## Required work
Restate word for word the entries below, starting with the line with "builder = builder.bearer_auth(token);" and continuing through the line with "Liveness probe against". Include both of those lines and no others.

## Available data
impl Default for SubmitOptions {
    fn default() -> Self {
        Self {
            priority: Priority::Normal,
            delay: 0.0,
            name: None,
            labels: BTreeSet::new(),
            deadline: None,
            max_retries: 3,
            backoff_base: 2.0,
            backoff_cap: 60.0,
            jitter_fraction: 0.1,
        }
    }
}

pub type StartHook = Arc<dyn Fn(&WorkItem) + Send + Sync>;
pub type EndHook = Arc<
    dyn Fn(&WorkItem, Option<&serde_json::Value>, Option<&SchedulerError>) + Send + Sync,
>;

/// Observer callbacks, fired once per *attempt* (a task retried twice
/// produces three start/end pairs).
#[derive(Clone, Default)]
pub struct TaskHooks {
    pub on_task_start: Option<StartHook>,
    pub on_task_end: Option<EndHook>,
}

/// What actually sits in the heap: a task, or a shutdown sentinel that
/// unblocks one worker loop.
enum Slot {
    Task(WorkItem),
    Shutdown,
}

struct QueuedEntry {
    priority: Priority,
    ready_at: u64,
    sequence: u64,
    slot: Slot,
}

impl QueuedEntry {
    fn task(item: WorkItem) -> Self {
        Self {
            priority: item.priority,
            ready_at: item.ready_at,
            sequence: item.sequence,
            slot: Slot::Task(item),
        }
    }

    fn shutdown(sequence: u64) -> Self {
        Self {
            priority: Priority::Critical,
            ready_at: now_ms(),
            sequence,
            slot: Slot::Shutdown,
        }
    }

    fn key(&self) -> (Priority, u64, u64) {
        (self.priority, self.ready_at, self.sequence)
    }
}

impl PartialEq for QueuedEntry {
    fn eq(&self, other: &Self) -> bool {
        self.key() == other.key()
    }
}

impl Eq for QueuedEntry {}

impl PartialOrd for QueuedEntry {
    fn partial_cmp(&self, other: &Self) -> Option<std::cmp::Ordering> {
        Some(self.cmp(other))
    }
}

impl Ord for QueuedEntry {
    fn cmp(&self, other: &Self) -> std::cmp::Ordering {
        self.key().cmp(&other.key())
    }
}

/// Label in-flight bookkeeping. Cap check and increment happen under one
/// lock so two workers cannot both squeeze past a `cap = 1`.
#[derive(Default)]
struct InflightTable {
    counts: HashMap<String, usize>,
    limits: HashMap<String, usize>,
}

impl InflightTable {
    fn try_acquire(&mut self, labels: &BTreeSet<String>) -> bool {
        for label in labels {
            let current = self.counts.get(label).copied().unwrap_or(0);
            if let Some(&cap) = self.limits.get(label) {
                if current >= cap {
                    return false;
                }
            }
        }
        for label in labels {
            *self.counts.entry(label.clone()).or_insert(0) += 1;
        }
        true
    }

    fn release(&mut self, labels: &BTreeSet<String>) {
        for label in labels {
            if let Some(count) = self.counts.get_mut(label) {
                *count = count.saturating_sub(1);
            }
        }
    }

    fn total(&self) -> usize {
        self.counts.values().sum()
    }
}

/// Releases the in-flight slots when dropped, including on handler panic.
struct InflightGuard {
    table: Arc<Mutex<InflightTable>>,
    labels: BTreeSet<String>,
}

impl Drop for InflightGuard {
    fn drop(&mut self) {
        self.table.lock().unwrap().release(&self.labels);
    }
}

pub struct WorkerPool {
    config: PoolConfig,
    registry: Arc<TaskRegistry>,
    monitor: Arc<dyn ResourceMonitor>,
    hooks: TaskHooks,
    queue: Mutex<BinaryHeap<Reverse<QueuedEntry>>>,
    notify: Notify,
    sequence: AtomicU64,
    paused: AtomicBool,
    stopped: AtomicBool,
    /// Attempts claimed by a worker but not yet finished (covers the
    /// window from queue pop through admission, execution, and any
    /// re-enqueue). Lets a draining stop see work the queue no longer
    /// holds.
    active: AtomicUsize,
    buckets: DashMap<String, TokenBucket>,
    inflight: Arc<Mutex<InflightTable>>,
    workers: Mutex<Vec<tokio::task::JoinHandle<()>>>,
}
//! Transport Client
//!
//! Thin reqwest wrapper for talking to remote nodes: bearer auth, a
//! per-request timeout, and the status-code-to-error mapping the router
//! relies on. All failures surface synchronously to the caller; nothing is
//! retried here (the submitting side is fire-and-forget by design).

use super::protocol::{ENDPOINT_HEARTBEAT, ENDPOINT_SUBMIT, SubmitTaskRequest};
use super::types::RemoteNode;
use crate::error::SchedulerError;

use std::time::Duration;

#[derive(Clone)]
pub struct TransportClient {
    http: reqwest::Client,
    timeout: Duration,
}

impl TransportClient {
    pub fn new(timeout: Duration) -> Self {
        Self {
            http: reqwest::Client::new(),
            timeout,
        }
    }

    /// Submits a task description to `node`. Success means the remote side
    /// enqueued it; there is no way to retrieve the result later.
    pub async fn submit(
        &self,
        node: &RemoteNode,
        request: &SubmitTaskRequest,
    ) -> Result<(), SchedulerError> {
        let url = format!("{}{}", node.base_url, ENDPOINT_SUBMIT);

        let mut builder = self.http.post(&url).json(request).timeout(self.timeout);
        if let Some(token) = &node.auth_token {
            builder = builder.bearer_auth(token);
        }

        let response = builder.send().await.map_err(|e| SchedulerError::Transport {
            node: node.name.clone(),
            reason: e.to_string(),
        })?;

        let status = response.status();
        if status.is_success() {
            Ok(())
        } else if status == reqwest::StatusCode::UNAUTHORIZED {
            Err(SchedulerError::Auth(node.name.clone()))
        } else {
            Err(SchedulerError::Transport {
                node: node.name.clone(),
                reason: format!("unexpected status {}", status),
            })
        }
    }

    /// Liveness probe against `node`.
    pub async fn heartbeat(&self, node: &RemoteNode) -> Result<(), SchedulerError> {
        let url = format!("{}{}", node.base_url, ENDPOINT_HEARTBEAT);

        let response = self
            .http
            .get(&url)
            .timeout(self.timeout)
            .send()
            .await
            .map_err(|e| SchedulerError::Transport {
                node: node.name.clone(),
                reason: e.to_string(),
            })?;

        if response.status().is_success() {
            Ok(())
        } else {
            Err(SchedulerError::Transport {
                node: node.name.clone(),
                reason: format!("heartbeat status {}", response.status()),
            })
        }
    }
}
use egui::{Key, TextEdit, Ui};

// ── action returned to the app ──────────────────────────────

#[derive(Debug, Clone, Default)]
pub struct ControlAction {
    /// 输入框按下 Enter 或点击 Apply
    pub submit: bool,
    pub zoom_in: bool,
    pub zoom_out: bool,
    pub reset_view: bool,
}

// ── panel rendering ─────────────────────────────────────────

pub fn show_control_panel(ui: &mut Ui, x_input: &mut String, animating: bool) -> ControlAction {
    let mut action = ControlAction::default();

    ui.horizontal(|ui| {
        ui.label("Enter x-coordinate:");
        let response = ui.add(
            TextEdit::singleline(x_input)
                .desired_width(70.0)
                .hint_text("e.g. 1.5"),
        );
        if response.lost_focus() && ui.input(|i| i.key_pressed(Key::Enter)) {
            action.submit = true;
        }
        if ui.button("Apply").clicked() {
            action.submit = true;
        }

        ui.separator();

        if ui.button("Zoom In").clicked() {
            action.zoom_in = true;
        }
        if ui.button("Zoom Out").clicked() {
            action.zoom_out = true;
        }
        if ui.button("Reset view").clicked() {
            action.reset_view = true;
        }

        if animating {
            ui.separator();
            ui.spinner();
        }
    });

    action
}
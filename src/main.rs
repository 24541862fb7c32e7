mod config;
mod core;
mod rendering;
mod ui;

use config::plot::PlotConfig;
use ui::app::TangentApp;

fn main() -> Result<(), eframe::Error> {
    env_logger::Builder::new()
        .filter_level(log::LevelFilter::Info)
        .parse_default_env()
        .init();

    let config = match PlotConfig::load() {
        Ok(config) => config,
        Err(error) => {
            log::error!("内嵌配置非法，使用默认值: {error}");
            PlotConfig::default()
        }
    };
    log::info!("Tangent Line Calculator v{} 启动", env!("CARGO_PKG_VERSION"));

    let options = eframe::NativeOptions {
        viewport: egui::ViewportBuilder::default()
            .with_title("Tangent Line Calculator")
            .with_inner_size(config.window_size)
            .with_app_id("tangent-line"),
        ..Default::default()
    };

    eframe::run_native(
        "Tangent Line Calculator",
        options,
        Box::new(move |cc| Box::new(TangentApp::new(cc, &config))),
    )
}
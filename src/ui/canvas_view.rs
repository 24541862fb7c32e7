use egui::{Align2, FontId, Pos2, Rect, Sense, Shape, Stroke, Ui, Vec2};

use crate::core::controller::PlotSnapshot;
use crate::core::function::CurveFunction;
use crate::rendering::plot::{
    axis_origin, axis_ticks, sample_curve, sample_tangent, Axis, PanelSize,
};
use crate::ui::theme;

/// 画布参数（来自 PlotConfig）
#[derive(Debug, Clone, Copy)]
pub struct CanvasOptions {
    pub sample_spacing_px: f64,
    pub min_label_spacing_px: f64,
}

/// 本帧画布上的交互结果
#[derive(Debug, Clone, Copy)]
pub struct CanvasResponse {
    /// 拖拽位移（像素）
    pub drag: Option<Vec2>,
    /// 画布占用的屏幕区域
    pub rect: Rect,
}

fn to_pos(rect: Rect, point: [f64; 2]) -> Pos2 {
    Pos2::new(rect.left() + point[0] as f32, rect.top() + point[1] as f32)
}

/// 指针位于画布内时，换算出它在函数空间中的坐标。
pub fn hover_coordinate(rect: Rect, pointer: Pos2, snapshot: &PlotSnapshot) -> Option<[f64; 2]> {
    if !rect.contains(pointer) {
        return None;
    }
    let local = pointer - rect.min;
    let (x, y) = snapshot.view.to_world(
        local.x as f64,
        local.y as f64,
        rect.width() as f64,
        rect.height() as f64,
    );
    Some([x, y])
}

/// 绘制坐标轴、函数曲线和切线，并汇报拖拽位移与画布区域。
pub fn show_canvas(
    ui: &mut Ui,
    snapshot: &PlotSnapshot,
    function: &dyn CurveFunction,
    options: CanvasOptions,
) -> CanvasResponse {
    let available = ui.available_size();
    let (rect, response) = ui.allocate_exact_size(available, Sense::drag());
    let painter = ui.painter_at(rect);
    let size = PanelSize {
        width: rect.width() as f64,
        height: rect.height() as f64,
    };

    painter.rect_filled(rect, 0.0, theme::CANVAS_BG);
    painter.rect_stroke(rect, 0.0, Stroke::new(1.0, theme::CANVAS_BORDER));

    // ── axes ─────────────────────────────────────────────────
    let axis_stroke = Stroke::new(theme::AXIS_WIDTH, theme::AXIS);
    let origin = to_pos(rect, axis_origin(snapshot, size));
    painter.line_segment(
        [Pos2::new(rect.left(), origin.y), Pos2::new(rect.right(), origin.y)],
        axis_stroke,
    );
    painter.line_segment(
        [Pos2::new(origin.x, rect.top()), Pos2::new(origin.x, rect.bottom())],
        axis_stroke,
    );

    let font = FontId::proportional(11.0);
    let half = theme::TICK_HALF_LENGTH;
    for tick in axis_ticks(snapshot, size, options.min_label_spacing_px) {
        let p = to_pos(rect, tick.position);
        match tick.axis {
            Axis::X => {
                painter.line_segment(
                    [p - Vec2::new(0.0, half), p + Vec2::new(0.0, half)],
                    axis_stroke,
                );
                painter.text(
                    p + Vec2::new(0.0, half + 3.0),
                    Align2::CENTER_TOP,
                    &tick.label,
                    font.clone(),
                    theme::TICK_LABEL,
                );
            }
            Axis::Y => {
                painter.line_segment(
                    [p - Vec2::new(half, 0.0), p + Vec2::new(half, 0.0)],
                    axis_stroke,
                );
                painter.text(
                    p + Vec2::new(half + 3.0, 0.0),
                    Align2::LEFT_CENTER,
                    &tick.label,
                    font.clone(),
                    theme::TICK_LABEL,
                );
            }
        }
    }

    // ── curve ────────────────────────────────────────────────
    let curve: Vec<Pos2> = sample_curve(snapshot, function, size, options.sample_spacing_px)
        .into_iter()
        .map(|p| to_pos(rect, p))
        .collect();
    painter.add(Shape::line(curve, Stroke::new(theme::CURVE_WIDTH, theme::CURVE)));

    // ── tangent ──────────────────────────────────────────────
    let tangent: Vec<Pos2> = sample_tangent(snapshot, size, options.sample_spacing_px)
        .into_iter()
        .map(|p| to_pos(rect, p))
        .collect();
    painter.add(Shape::line(tangent, Stroke::new(theme::TANGENT_WIDTH, theme::TANGENT)));

    let pivot_x = snapshot.tangent.current_point;
    let (px, py) = snapshot.view.to_screen(
        pivot_x,
        snapshot.tangent.tangent_y(pivot_x),
        size.width,
        size.height,
    );
    let pivot = to_pos(rect, [px, py]);
    if rect.contains(pivot) {
        painter.circle_filled(pivot, 3.5, theme::PIVOT);
    }

    let mut result = CanvasResponse { drag: None, rect };

    // ── drag to pan ──────────────────────────────────────────
    if response.dragged() {
        let delta = response.drag_delta();
        if delta != Vec2::ZERO {
            result.drag = Some(delta);
        }
    }

    result
}

#[cfg(test)]
mod tests {
    use super::*;
    use crate::config::plot::PlotConfig;
    use crate::core::controller::PlotController;
    use approx::assert_relative_eq;

    fn canvas_rect() -> Rect {
        Rect::from_min_size(Pos2::new(0.0, 40.0), Vec2::new(800.0, 600.0))
    }

    #[test]
    fn hover_at_canvas_center_is_origin() {
        let snapshot = PlotController::new(&PlotConfig::default()).snapshot();
        let [x, y] = hover_coordinate(canvas_rect(), Pos2::new(400.0, 340.0), &snapshot)
            .expect("指针在画布内");
        assert_relative_eq!(x, 0.0);
        assert_relative_eq!(y, 0.0);
    }

    #[test]
    fn hover_uses_current_view() {
        let mut controller = PlotController::new(&PlotConfig::default());
        controller.pan(40.0, 0.0);
        let snapshot = controller.snapshot();
        let [x, y] = hover_coordinate(canvas_rect(), Pos2::new(440.0, 300.0), &snapshot)
            .expect("指针在画布内");
        assert_relative_eq!(x, 2.0);
        assert_relative_eq!(y, 1.0);
    }

    #[test]
    fn pointer_outside_canvas_has_no_coordinate() {
        let snapshot = PlotController::new(&PlotConfig::default()).snapshot();
        assert!(hover_coordinate(canvas_rect(), Pos2::new(400.0, 10.0), &snapshot).is_none());
    }
}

## Task solution
            builder = builder.bearer_auth(token);
        }

        let response = builder.send().await.map_err(|e| SchedulerError::Transport {
            node: node.name.clone(),
            reason: e.to_string(),
        })?;

        let status = response.status();
        if status.is_success() {
            Ok(())
        } else if status == reqwest::StatusCode::UNAUTHORIZED {
            Err(SchedulerError::Auth(node.name.clone()))
        } else {
            Err(SchedulerError::Transport {
                node: node.name.clone(),
                reason: format!("unexpected status {}", status),
            })
        }
    }

    /// Liveness probe against `node`.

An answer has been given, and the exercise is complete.